According to state-run media, the violence started early Saturday, when security forces fired teargas at a group of Muslim Brotherhood supporters whose demonstration was blocking their fellow students from getting into their exam halls. The protestors then responded by throwing rocks at the security forces, eventually setting fire to tires and university buildings.

Saturday's clashes come a day after a wave of pro-Brotherhood protests swept across Egypt, during which at least five people were killed and 265 others were arrested, including 28 women. One 20-year-old protestor died after being shot, another was killed after a tear gas canister hit him in the face, and a third was killed in the capital. According to government security forces, many of the protestors were carrying molotov cocktails, blocking roads, and assaulting citizens.

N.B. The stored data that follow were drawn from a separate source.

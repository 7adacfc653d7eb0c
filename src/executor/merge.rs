//! Merge, dry-run merge and rebase.
//!
//! Dry run and real merge share one conflict detector (`probe_merge`, an
//! in-memory three-way merge), so the preview can never disagree with the
//! destructive operation about which files conflict.

use git2::build::CheckoutBuilder;
use git2::{BranchType, MergeOptions, Repository};

use crate::cli::{GitCli, GitCliError};
use crate::error::GitExecutorError;
use crate::path::RepoPath;
use crate::types::MergeOutcome;

use super::{checkout_local_branch, open_repo, repo_signature, GitExecutor};

impl GitExecutor {
    /// Check out `destination` and merge `source` into it. Clean merges
    /// commit (or fast-forward); conflicts leave the standard paused merge
    /// state (`MERGE_HEAD`, conflict markers) for the platform's resolution
    /// flow.
    pub async fn merge(
        &self,
        repo: &RepoPath,
        source: &str,
        destination: &str,
    ) -> Result<MergeOutcome, GitExecutorError> {
        let path = repo.to_path_buf();
        let source = source.to_string();
        let destination = destination.to_string();
        self.run_exclusive(repo, move || {
            let r = open_repo(&path)?;
            let src = branch_tip(&r, &source)?.id();
            checkout_local_branch(&r, &destination)?;
            let src = r.find_commit(src)?;
            failed_on_merge_class(merge_into_head(&r, &source, &src))
        })
        .await
    }

    /// Same three-way comparison as [`GitExecutor::merge`], against an
    /// in-memory index only: HEAD, index and working tree are left
    /// byte-identical. Still runs under the exclusive lock so no concurrent
    /// mutation can skew the comparison.
    pub async fn dry_run_merge(
        &self,
        repo: &RepoPath,
        source: &str,
        destination: &str,
    ) -> Result<MergeOutcome, GitExecutorError> {
        let path = repo.to_path_buf();
        let source = source.to_string();
        let destination = destination.to_string();
        self.run_exclusive(repo, move || {
            let r = open_repo(&path)?;
            let src = branch_tip(&r, &source)?;
            let dst = branch_tip(&r, &destination)?;
            if dst.id() == src.id() || r.graph_descendant_of(dst.id(), src.id())? {
                return Ok(MergeOutcome::Clean { merge_commit: None });
            }
            failed_on_merge_class(probe_merge(&r, &dst, &src).map(|p| match p {
                Probe::Clean(_) => MergeOutcome::Clean { merge_commit: None },
                Probe::Conflicted(files) => MergeOutcome::Conflicted { files },
            }))
        })
        .await
    }

    /// Replay `branch` onto its configured upstream. Conflicts leave the
    /// rebase paused and resumable; this engine never auto-aborts.
    pub async fn rebase(
        &self,
        repo: &RepoPath,
        branch: &str,
    ) -> Result<MergeOutcome, GitExecutorError> {
        let path = repo.to_path_buf();
        let branch = branch.to_string();
        self.run_exclusive(repo, move || {
            let r = open_repo(&path)?;
            let local = r
                .find_branch(&branch, BranchType::Local)
                .map_err(|_| GitExecutorError::BranchNotFound(branch.clone()))?;
            local
                .upstream()
                .map_err(|_| GitExecutorError::NoUpstream(branch.clone()))?;
            checkout_local_branch(&r, &branch)?;
            super::ensure_commit_identity(&r)?;

            let cli = GitCli::new();
            match cli.rebase_onto_upstream(&path) {
                Ok(()) => {
                    let head = r.head()?.peel_to_commit()?;
                    tracing::debug!(branch = %branch, head = %head.id(), "rebase complete");
                    Ok(MergeOutcome::Clean {
                        merge_commit: Some(head.id().to_string()),
                    })
                }
                Err(GitCliError::CommandFailed(reason)) => {
                    if cli.is_rebase_in_progress(&path).unwrap_or(false) {
                        let files = cli.conflicted_files(&path).unwrap_or_default();
                        tracing::warn!(branch = %branch, ?files, "rebase paused on conflicts");
                        Ok(MergeOutcome::Conflicted { files })
                    } else {
                        Ok(MergeOutcome::Failed { reason })
                    }
                }
                Err(e) => Err(e.into()),
            }
        })
        .await
    }
}

pub(crate) enum Probe {
    Clean(git2::Index),
    Conflicted(Vec<String>),
}

/// In-memory three-way merge against the nearest common ancestor. Never
/// touches HEAD, the on-disk index or the working tree.
pub(crate) fn probe_merge(
    repo: &Repository,
    ours: &git2::Commit<'_>,
    theirs: &git2::Commit<'_>,
) -> Result<Probe, GitExecutorError> {
    let index = repo.merge_commits(ours, theirs, Some(&MergeOptions::new()))?;
    if !index.has_conflicts() {
        return Ok(Probe::Clean(index));
    }
    let mut files = Vec::new();
    for conflict in index.conflicts()? {
        let conflict = conflict?;
        if let Some(entry) = conflict.our.or(conflict.their).or(conflict.ancestor) {
            files.push(String::from_utf8_lossy(&entry.path).to_string());
        }
    }
    files.sort();
    files.dedup();
    Ok(Probe::Conflicted(files))
}

/// Merge `src` into the currently checked-out branch. Shared by `merge` and
/// `pull` so both have identical fast-forward and conflict semantics.
pub(crate) fn merge_into_head(
    repo: &Repository,
    source_label: &str,
    src: &git2::Commit<'_>,
) -> Result<MergeOutcome, GitExecutorError> {
    let (head_name, dest_label, dest_tip) = {
        let head = repo.head()?;
        let name = head
            .name()
            .map(str::to_string)
            .ok_or_else(|| GitExecutorError::BranchNotFound("HEAD".to_string()))?;
        let label = head.shorthand().unwrap_or("HEAD").to_string();
        (name, label, head.peel_to_commit()?)
    };

    if dest_tip.id() == src.id() || repo.graph_descendant_of(dest_tip.id(), src.id())? {
        return Ok(MergeOutcome::Clean {
            merge_commit: Some(dest_tip.id().to_string()),
        });
    }

    let annotated = repo.find_annotated_commit(src.id())?;
    let (analysis, _) = repo.merge_analysis(&[&annotated])?;
    if analysis.is_fast_forward() {
        let mut reference = repo.find_reference(&head_name)?;
        reference.set_target(src.id(), &format!("fast-forward to {}", src.id()))?;
        let mut co = CheckoutBuilder::new();
        co.force();
        repo.checkout_head(Some(&mut co))?;
        return Ok(MergeOutcome::Clean {
            merge_commit: Some(src.id().to_string()),
        });
    }

    match probe_merge(repo, &dest_tip, src)? {
        Probe::Conflicted(files) => {
            // Materialize the same conflicts in index and working tree,
            // leaving the standard paused merge state.
            let mut mo = MergeOptions::new();
            let mut co = CheckoutBuilder::new();
            co.allow_conflicts(true);
            repo.merge(&[&annotated], Some(&mut mo), Some(&mut co))?;
            tracing::warn!(source = %source_label, dest = %dest_label, ?files, "merge conflicted");
            Ok(MergeOutcome::Conflicted { files })
        }
        Probe::Clean(mut index) => {
            let tree = repo.find_tree(index.write_tree_to(repo)?)?;
            let sig = repo_signature(repo)?;
            let message = format!("Merge branch '{source_label}' into {dest_label}");
            let id = repo.commit(Some("HEAD"), &sig, &sig, &message, &tree, &[&dest_tip, src])?;
            let mut co = CheckoutBuilder::new();
            co.force();
            repo.checkout_head(Some(&mut co))?;
            tracing::debug!(merge_commit = %id, "merge committed");
            Ok(MergeOutcome::Clean {
                merge_commit: Some(id.to_string()),
            })
        }
    }
}

pub(crate) fn branch_tip<'r>(
    repo: &'r Repository,
    name: &str,
) -> Result<git2::Commit<'r>, GitExecutorError> {
    let branch = repo
        .find_branch(name, BranchType::Local)
        .or_else(|_| repo.find_branch(name, BranchType::Remote))
        .map_err(|_| GitExecutorError::BranchNotFound(name.to_string()))?;
    Ok(branch.get().peel_to_commit()?)
}

/// Merge-machinery faults become the `Failed` outcome; everything else in
/// the taxonomy stays an error.
pub(crate) fn failed_on_merge_class(
    res: Result<MergeOutcome, GitExecutorError>,
) -> Result<MergeOutcome, GitExecutorError> {
    match res {
        Err(GitExecutorError::Git(e)) if e.class() == git2::ErrorClass::Merge => {
            Ok(MergeOutcome::Failed {
                reason: e.message().to_string(),
            })
        }
        other => other,
    }
}
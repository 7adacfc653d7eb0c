//! Repository creation and cloning.

use git2::build::RepoBuilder;
use git2::{FetchOptions, Repository, RepositoryInitOptions};

use crate::credentials::DeployKey;
use crate::error::GitExecutorError;
use crate::path::RepoPath;

use super::GitExecutor;

impl GitExecutor {
    /// Create an empty repository at the location. Idempotent: an already
    /// initialized location is a no-op success (`false`); `true` means the
    /// repository was newly created.
    pub async fn init_repository(&self, repo: &RepoPath) -> Result<bool, GitExecutorError> {
        let path = repo.to_path_buf();
        self.run_exclusive(repo, move || {
            if Repository::open(&path).is_ok() {
                tracing::debug!(path = %path.display(), "repository already initialized");
                return Ok(false);
            }
            let mut opts = RepositoryInitOptions::new();
            opts.initial_head("main").mkdir(true);
            Repository::init_opts(&path, &opts)?;
            tracing::info!(path = %path.display(), "initialized repository");
            Ok(true)
        })
        .await
    }

    /// Clone the remote's full history into a fresh location and report the
    /// default branch it arrived on.
    pub async fn clone_repository(
        &self,
        repo: &RepoPath,
        remote_url: &str,
        key: DeployKey,
    ) -> Result<String, GitExecutorError> {
        let path = repo.to_path_buf();
        let url = remote_url.to_string();
        self.run_exclusive(repo, move || {
            if Repository::open(&path).is_ok() {
                return Err(GitExecutorError::RepositoryExists(path));
            }
            let occupied = path.exists()
                && std::fs::read_dir(&path)
                    .map(|mut d| d.next().is_some())
                    .unwrap_or(false);
            if occupied {
                return Err(GitExecutorError::RepositoryExists(path));
            }

            tracing::info!(path = %path.display(), "cloning repository");
            let mut fo = FetchOptions::new();
            fo.remote_callbacks(key.callbacks());
            let cloned = RepoBuilder::new().fetch_options(fo).clone(&url, &path)?;

            let default_branch = match cloned.head() {
                Ok(head) => head.shorthand().map(|s| s.to_string()),
                Err(e) if e.code() == git2::ErrorCode::UnbornBranch => None,
                Err(e) => return Err(e.into()),
            };
            drop(cloned);
            let Some(default_branch) = default_branch else {
                // Clone of a refless remote succeeds with an unborn HEAD;
                // remove the husk so a retry starts clean.
                let _ = std::fs::remove_dir_all(&path);
                return Err(GitExecutorError::EmptyRemote);
            };
            tracing::info!(%default_branch, "clone complete");
            Ok(default_branch)
        })
        .await
    }
}
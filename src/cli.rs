//! Subprocess `git` wrapper.
//!
//! libgit2 covers everything except the operations whose on-disk paused
//! state must match stock git exactly: rebase (resumable via
//! `.git/rebase-merge`), hard reset and untracked cleanup. Those go through
//! the real binary. Network operations never go through here - they would
//! need key files on disk, and deploy keys are memory-only.

use std::ffi::{OsStr, OsString};
use std::path::Path;
use std::process::{Command, Stdio};

use thiserror::Error;

#[derive(Debug, Error)]
pub enum GitCliError {
    #[error("git executable not found or not runnable")]
    NotAvailable,
    #[error("git command failed: {0}")]
    CommandFailed(String),
}

#[derive(Clone, Copy, Default)]
pub struct GitCli;

impl GitCli {
    pub fn new() -> Self {
        Self
    }

    fn git_path() -> Result<std::path::PathBuf, GitCliError> {
        which::which("git").map_err(|_| GitCliError::NotAvailable)
    }

    fn git_impl<I, S>(repo_path: &Path, args: I) -> Result<Vec<u8>, GitCliError>
    where
        I: IntoIterator<Item = S>,
        S: AsRef<OsStr>,
    {
        let git = Self::git_path()?;
        let mut cmd = Command::new(&git);
        cmd.arg("-C").arg(repo_path);
        cmd.env("GIT_TERMINAL_PROMPT", "0");
        for a in args {
            cmd.arg(a);
        }
        cmd.stdin(Stdio::null());
        cmd.stdout(Stdio::piped());
        cmd.stderr(Stdio::piped());

        let out = cmd
            .output()
            .map_err(|e| GitCliError::CommandFailed(e.to_string()))?;
        if !out.status.success() {
            let stderr = String::from_utf8_lossy(&out.stderr).trim().to_string();
            let stdout = String::from_utf8_lossy(&out.stdout).trim().to_string();
            let combined = if stdout.is_empty() && stderr.is_empty() {
                "command failed with no output".to_string()
            } else if stdout.is_empty() {
                stderr
            } else if stderr.is_empty() {
                stdout
            } else {
                format!("stderr: {stderr}\nstdout: {stdout}")
            };
            return Err(GitCliError::CommandFailed(combined));
        }
        Ok(out.stdout)
    }

    pub fn git<I, S>(&self, repo_path: &Path, args: I) -> Result<String, GitCliError>
    where
        I: IntoIterator<Item = S>,
        S: AsRef<OsStr>,
    {
        let out = Self::git_impl(repo_path, args)?;
        Ok(String::from_utf8_lossy(&out).to_string())
    }

    // --- Rebase ---

    /// Replay the current branch onto its configured upstream. On conflict
    /// git leaves `.git/rebase-merge` behind and the rebase is resumable;
    /// this wrapper does not abort it.
    pub fn rebase_onto_upstream(&self, repo_path: &Path) -> Result<(), GitCliError> {
        self.git(repo_path, ["rebase"]).map(|_| ())
    }

    pub fn is_rebase_in_progress(&self, repo_path: &Path) -> Result<bool, GitCliError> {
        let rebase_merge = self.git(repo_path, ["rev-parse", "--git-path", "rebase-merge"])?;
        let rebase_apply = self.git(repo_path, ["rev-parse", "--git-path", "rebase-apply"])?;
        Ok(repo_path.join(rebase_merge.trim()).exists()
            || repo_path.join(rebase_apply.trim()).exists())
    }

    pub fn abort_rebase(&self, repo_path: &Path) -> Result<(), GitCliError> {
        if !self.is_rebase_in_progress(repo_path)? {
            return Ok(());
        }
        self.git(repo_path, ["rebase", "--abort"]).map(|_| ())
    }

    // --- Reset ---

    /// `git reset --hard <target>`: index and working tree to the target
    /// tree, current branch pointer to the target commit.
    pub fn reset_hard(&self, repo_path: &Path, target: &str) -> Result<(), GitCliError> {
        let mut args: Vec<OsString> = vec!["reset".into(), "--hard".into()];
        args.push(OsString::from(target));
        self.git(repo_path, args).map(|_| ())
    }

    /// Remove untracked files and directories so the tree is exactly the
    /// committed one.
    pub fn clean_untracked(&self, repo_path: &Path) -> Result<(), GitCliError> {
        self.git(repo_path, ["clean", "-fd"]).map(|_| ())
    }

    // --- Conflicts ---

    pub fn conflicted_files(&self, repo_path: &Path) -> Result<Vec<String>, GitCliError> {
        let out = self.git(repo_path, ["diff", "--name-only", "--diff-filter=U"])?;
        Ok(out
            .lines()
            .filter(|l| !l.trim().is_empty())
            .map(|s| s.trim().to_string())
            .collect())
    }
}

But the arrests also come amid a months-long government crackdown on the Muslim Brotherhood. On Wednesday, interim President Adli Mansour's administration upped the stakes by designating the Brotherhood a terrorist organization — further blurring the legalities of arrests and detainments — after a bombing in the Mansoura region of the country. Although a different group, the Ansar Bayt al-Maqdes, allegedly claimed responsibility for the attack, the government blamed the Brotherhood entirely, a move that was condemned by the New York-based group Human Rights Watch on Saturday.

"By rushing to point the finger at the Brotherhood without investigations or evidence, the government seems motivated solely by its desire to crush a major opposition movement," said one member of the HMW.

Now, in addition to the newly instated draconian anti-protest laws, anyone accused of being part of pro-Muslim Brotherhood gatherings, supporting the group "verbally or in writing", or even just being in possession of Brotherhood leaflets, can be sentenced to five years in prison. And according to Al-Jazeera, the government has even set up a hotline asking the public to report any suspected Brotherhood-related activity, bringing the country one step closer to a police state.

“Through both legal processes and their control of the media, the government has been trying to generate this notion that the Muslim Brotherhood is a terrorist organization carrying out violent acts, with the absence of any evidence," the regional director for Human Rights Watch said last week. "These charges really underscore the extent to which the government is focused on exterminating the Muslim Brotherhood as a political opposition. It is an all-out campaign to destroy it.”

Although the rest of the world is watching with a wary eye — U.S Secretary of State John Kerry made a phone call to his Egyptian counterpart to "express concern" over the clashes and arrests — Egypt will not declare a state of emergency, even if the violence continues, the Egyptian government said Saturday.